The music business continues to undergo a staggering transformation, one embraced by the music labels we represent. Record companies are now digital music firms, earning more than 2/3 of their revenues from a variety of digital formats. Streaming services collectively are generating meaningful revenue: nearly $2 billion in 2014, a 29% percent increase over 2013. You may notice that we continue to break out the revenues generated from the three major streaming categories. We believe the music community and the American public deserve to fully understand the revenues produced from each category, including the number of users of each particular type of service and the revenues generated by them.

Another observation: streaming music has been the subject of a healthy debate, which is appropriate. These are new models – how their value to the artist and label accrues is different than buying a CD or a download. But the reality is that the consumer has spoken and this is what fans want. The entire music community must come together to help make these services work for fans, artists and the music industry.

Especially as the business pivots to a streaming world, gaps in the law or decisions by some companies to deny compensation to certain categories of creators and labels is even more indefensible. That means, for example, that it’s long overdue for AM and FM radio stations to pay artists and labels for the use of their work. Yes, you read that right – broadcast radio stations pay nothing to recording artists and labels for the music they use to attract listeners and sell advertising for their own commercial benefit. It’s time for this special interest exemption to end.
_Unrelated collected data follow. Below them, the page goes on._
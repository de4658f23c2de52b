//! # tandem-core
//!
//! Core vocabulary types for the Tandem dual-phase event registry.
//!
//! This crate has minimal dependencies and is designed to be imported by
//! code that only needs to name phases, events and listeners without pulling
//! in the registry implementation from `tandem-std`.
//!
//! # Building Blocks
//!
//! ## Phases ([`Phase`], [`Phases`])
//!
//! Every event name lives twice: once in the "before" phase and once in the
//! "after" phase. The two phases never share state. [`Phases`] is a bitflag
//! set used by operations that touch more than one phase at a time.
//!
//! ## Event Names ([`EventName`])
//!
//! A cheap-to-clone, caller-chosen key. Any string is a valid name.
//!
//! ## Listeners ([`Listener`], [`Callback`])
//!
//! A [`Callback`] is anything that can be invoked with a payload reference.
//! A [`Listener`] is a registered handle around a callback, carrying a
//! [`ListenerId`]. Identity, not structure, decides equality: two listeners
//! built from identical closures are different listeners, while clones of
//! one listener are the same listener.
//!
//! # Error Types
//!
//! - [`TandemError`] - Top-level error type
//! - [`EmitError`] - A callback failed during a pass
//! - [`LookupError`] - An event name is not registered

#![deny(clippy::wildcard_imports)]
#![warn(missing_docs)]

mod error;
mod listener;
mod name;
mod outcome;
mod phase;

// Re-exports
pub use error::{BoxError, EmitError, LookupError, TandemError};
pub use listener::{Callback, CallbackMarker, HandleMarker, IntoListener, Listener, ListenerId};
pub use name::EventName;
pub use outcome::IntoOutcome;
pub use phase::{Phase, Phases};
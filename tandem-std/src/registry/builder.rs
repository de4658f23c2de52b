//! Registry configuration.

use super::emitter::Emitter;
use std::marker::PhantomData;

/// Label given to registries that were not named explicitly.
pub const DEFAULT_LABEL: &str = "emitter";

/// Builder for constructing an [`Emitter`].
///
/// # Example
///
/// ```rust,ignore
/// let ee = Emitter::<Order>::builder()
///     .label("orders")
///     .capacity(16)
///     .build();
/// ```
pub struct EmitterBuilder<A> {
    label: String,
    capacity: usize,
    _phantom: PhantomData<fn() -> A>,
}

impl<A: 'static> Default for EmitterBuilder<A> {
    fn default() -> Self {
        Self::new()
    }
}

impl<A: 'static> EmitterBuilder<A> {
    /// Create a builder with default settings.
    pub fn new() -> Self {
        Self {
            label: DEFAULT_LABEL.to_string(),
            capacity: 0,
            _phantom: PhantomData,
        }
    }

    /// Name the registry in log output.
    pub fn label(mut self, label: impl Into<String>) -> Self {
        self.label = label.into();
        self
    }

    /// Number of event names each phase table can hold before growing.
    pub fn capacity(mut self, capacity: usize) -> Self {
        self.capacity = capacity;
        self
    }

    /// Build the registry.
    pub fn build(self) -> Emitter<A> {
        Emitter::with_config(&self.label, self.capacity)
    }
}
Similarly, it is inexcusable that digital radio companies like Pandora and Sirius XM refuse to pay musical icons of our past for recordings made before 1972. Yes, you read that right, too – two of the biggest digital music companies choose not to share any of their revenues with the artists and labels behind the musical treasures of the 50’s, 60’s and early 70’s, just because they’ve decided not to. And it’s time for Sirius XM to start paying royalties at fair market rates, rather than below-market rates. Recording artists and labels shouldn’t be forced to subsidize a multi-billion dollar behemoth like Sirius XM.

Our mantra is ‘fair market value for all creators, regardless of platform.’ That goes for the record labels too, who are the economic engines of the music business, investing billions of dollars to discover new artists, nurturing them as they refine their craft and helping them find an audience, all while paying a bigger share of their revenues to artists than ever.

The music business is not without its challenges, but the foundations of a continued comeback are strong. Just look at the Internet and social media, for example, where artists and music drive the conversation like nothing else. Music is more relevant to commerce and culture than ever before. It is fundamentals like these that continue to give us great hope. Here’s to a bright future for music and everyone who creates it.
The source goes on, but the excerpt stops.